_What you are asked to do_
An exact transcription of every record is needed.

_Extracted data_
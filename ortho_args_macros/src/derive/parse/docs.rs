//! Doc comment extraction for help and about text.

use syn::{Attribute, Expr, ExprLit, Lit, Meta};

/// Collects `///` comments into plain text.
///
/// Lines within a paragraph are joined with single spaces; paragraphs are
/// separated by a blank line. Returns `None` when there is no documentation.
pub(crate) fn doc_text(attrs: &[Attribute]) -> Option<String> {
    let lines: Vec<String> = attrs.iter().filter_map(doc_line).collect();
    let paragraphs: Vec<String> = lines
        .split(String::is_empty)
        .filter(|paragraph| !paragraph.is_empty())
        .map(|paragraph| paragraph.join(" "))
        .collect();
    (!paragraphs.is_empty()).then(|| paragraphs.join("\n\n"))
}

fn doc_line(attr: &Attribute) -> Option<String> {
    let Meta::NameValue(name_value) = &attr.meta else {
        return None;
    };
    if !name_value.path.is_ident("doc") {
        return None;
    }
    match &name_value.value {
        Expr::Lit(ExprLit {
            lit: Lit::Str(s), ..
        }) => Some(s.value().trim().to_owned()),
        _ => None,
    }
}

_Answer for the task_
filename ortho_args_macros/src/derive/parse/docs.rs
//! Doc comment extraction for help and about text.

use syn::{Attribute, Expr, ExprLit, Lit, Meta};

/// Collects `///` comments into plain text.
///
/// Lines within a paragraph are joined with single spaces; paragraphs are
/// separated by a blank line. Returns `None` when there is no documentation.
pub(crate) fn doc_text(attrs: &[Attribute]) -> Option<String> {
    let lines: Vec<String> = attrs.iter().filter_map(doc_line).collect();
    let paragraphs: Vec<String> = lines
        .split(String::is_empty)
        .filter(|paragraph| !paragraph.is_empty())
        .map(|paragraph| paragraph.join(" "))
        .collect();
    (!paragraphs.is_empty()).then(|| paragraphs.join("\n\n"))
}

fn doc_line(attr: &Attribute) -> Option<String> {
    let Meta::NameValue(name_value) = &attr.meta else {
        return None;
    };
    if !name_value.path.is_ident("doc") {
        return None;
    }
    match &name_value.value {
        Expr::Lit(ExprLit {
            lit: Lit::Str(s), ..
        }) => Some(s.value().trim().to_owned()),
        _ => None,
    }
}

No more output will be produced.